If no medical specimens exist, a secondary standard may be available if the personal belongings of the deceased individual are still in existence. For example, toothbrushes, hairbrushes, glasses or contacts, pipes, canes, hats, etc. can all yield DNA profiles. Another possible specimen retained by family members are baby teeth. If none of these are available perhaps a letter confirmed to be from the individual can be located and tested for DNA (flap and stamp area).
It also may be possible to “recreate” the suspect’s DNA profile using family members. The more family members that are available the easier this becomes. At a minimum, the Y-STR or mitochondrial DNA profile from a relative could indicate if the person of interest can be eliminated from suspicion or not.

Storage Problems
Another cold case peril includes improper storage of evidence items. For example, cold case evidence may have been stored at room temperature, or even worse, in a hot storage shed somewhere. Even if the items had been refrigerated or frozen, it is possible that at some point over the years the electricity went out, or the fridges or freezers broke down, leading to moldy, degraded evidence. While modern forensic testing can overcome some degree of degradation, the evidence may be too far gone to obtain a profile.

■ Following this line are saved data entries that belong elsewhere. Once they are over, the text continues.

//! Stream metadata via ffprobe.

use std::process::Stdio;
use std::time::Duration;

use serde::Deserialize;
use tokio::process::Command;

use stream_capture_core::AudioTrackInfo;

use crate::config::FfmpegConfig;
use crate::error::FfmpegError;

/// What ffprobe learned about a source.
#[derive(Debug, Clone, Default, PartialEq)]
pub struct ProbeInfo {
    /// Total duration in seconds; `None` for live sources.
    pub duration_secs: Option<f64>,
    pub audio_tracks: Vec<AudioTrackInfo>,
}

#[derive(Deserialize)]
struct ProbeOutput {
    #[serde(default)]
    format: Option<ProbeFormat>,
    #[serde(default)]
    streams: Vec<ProbeStream>,
}

#[derive(Deserialize)]
struct ProbeFormat {
    duration: Option<String>,
}

#[derive(Deserialize)]
struct ProbeStream {
    index: usize,
    codec_type: Option<String>,
    #[serde(default)]
    tags: Option<ProbeTags>,
}

#[derive(Deserialize)]
struct ProbeTags {
    language: Option<String>,
    title: Option<String>,
}

/// Parse `ffprobe -print_format json -show_format -show_streams` output.
pub fn parse_probe_output(json: &str) -> Result<ProbeInfo, FfmpegError> {
    let output: ProbeOutput = serde_json::from_str(json)?;

    let duration_secs = output
        .format
        .and_then(|f| f.duration)
        .and_then(|d| d.trim().parse::<f64>().ok())
        .filter(|d| d.is_finite() && *d > 0.0);

    let audio_tracks = output
        .streams
        .into_iter()
        .filter(|s| s.codec_type.as_deref() == Some("audio"))
        .map(|s| {
            let (language, title) = match s.tags {
                Some(tags) => (tags.language, tags.title),
                None => (None, None),
            };
            AudioTrackInfo {
                index: s.index,
                language,
                title,
            }
        })
        .collect();

    Ok(ProbeInfo {
        duration_secs,
        audio_tracks,
    })
}

fn build_probe_args(config: &FfmpegConfig, url: &str) -> Vec<String> {
    let mut args = vec![
        "-v".to_string(),
        "error".to_string(),
        "-print_format".to_string(),
        "json".to_string(),
        "-show_format".to_string(),
        "-show_streams".to_string(),
    ];
    if let Some(ref ua) = config.user_agent {
        args.extend(["-user_agent".to_string(), ua.clone()]);
    }
    args.push(url.to_string());
    args
}

/// Run ffprobe against `url`.
pub async fn probe(config: &FfmpegConfig, url: &str) -> Result<ProbeInfo, FfmpegError> {
    let args = build_probe_args(config, url);
    log::debug!("Probing {} with args: {:?}", url, args);

    let run = Command::new(&config.ffprobe_path)
        .args(&args)
        .stdin(Stdio::null())
        .kill_on_drop(true)
        .output();

    let output = tokio::time::timeout(Duration::from_secs(config.probe_timeout_secs), run)
        .await
        .map_err(|_| FfmpegError::ProbeTimeout(config.probe_timeout_secs))?
        .map_err(|source| FfmpegError::Spawn {
            binary: config.ffprobe_path.clone(),
            source,
        })?;

    if !output.status.success() {
        let stderr = String::from_utf8_lossy(&output.stderr);
        let message = stderr
            .lines()
            .last()
            .map(str::to_string)
            .unwrap_or_else(|| output.status.to_string());
        return Err(FfmpegError::ProbeFailed(message));
    }

    parse_probe_output(&String::from_utf8_lossy(&output.stdout))
}

#[cfg(test)]
mod tests {
    use super::*;

    const VOD_OUTPUT: &str = r#"{
        "streams": [
            { "index": 0, "codec_type": "video", "codec_name": "h264" },
            { "index": 1, "codec_type": "audio", "tags": { "language": "eng", "title": "English" } },
            { "index": 2, "codec_type": "audio", "tags": { "language": "obc" } },
            { "index": 3, "codec_type": "audio" },
            { "index": 4, "codec_type": "data" }
        ],
        "format": { "format_name": "hls", "duration": "5400.120000" }
    }"#;

    #[test]
    fn parses_duration_and_audio_tracks() {
        let info = parse_probe_output(VOD_OUTPUT).unwrap();
        assert_eq!(info.duration_secs, Some(5400.12));
        assert_eq!(info.audio_tracks.len(), 3);
        assert_eq!(info.audio_tracks[0].index, 1);
        assert_eq!(info.audio_tracks[0].language.as_deref(), Some("eng"));
        assert_eq!(info.audio_tracks[0].title.as_deref(), Some("English"));
        assert_eq!(info.audio_tracks[1].language.as_deref(), Some("obc"));
        assert_eq!(info.audio_tracks[2].language, None);
    }

    #[test]
    fn live_sources_have_no_duration() {
        let info = parse_probe_output(r#"{ "streams": [], "format": { "duration": "N/A" } }"#).unwrap();
        assert_eq!(info.duration_secs, None);

        let info = parse_probe_output(r#"{ "streams": [] }"#).unwrap();
        assert_eq!(info, ProbeInfo::default());
    }

    #[test]
    fn rejects_garbage() {
        assert!(matches!(
            parse_probe_output("not json"),
            Err(FfmpegError::ProbeOutput(_))
        ));
    }

    #[test]
    fn probe_args_end_with_url() {
        let config = FfmpegConfig {
            user_agent: Some("capture/1.0".into()),
            ..Default::default()
        };
        let args = build_probe_args(&config, "https://example.com/live.m3u8");
        assert_eq!(args.last().map(String::as_str), Some("https://example.com/live.m3u8"));
        assert!(args.windows(2).any(|w| w == ["-user_agent", "capture/1.0"]));
    }
}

This leads us to another possible issue. The older a sample is, the more likely it is to show signs of degradation (especially if it hasn’t been stored properly). In some cases, no results may be obtained. In other cases, a partial profile may be obtained. If enough loci are developed, the partial profile can still be searched in the State DNA database. If a partial profile is obtained and searched at the State level, one must be aware that it is possible (especially given the large number of DNA profiles that are now in the database) that a “coincidental” match could occur. DNA testing does not look at the entire DNA molecule, instead only 15 areas are examined. If a full profile is developed, the probability of the DNA coming from someone other than the person it matches is exceedingly rare, if not impossible. However, if a partial profile is obtained, and a cold hit occurs in the database, the investigator must be aware of the possibility of a coincidental match – especially if there is no other corroborating evidence. In this case, more investigation will be required to try to eliminate or include the suspect as the true perpetrator of the crime.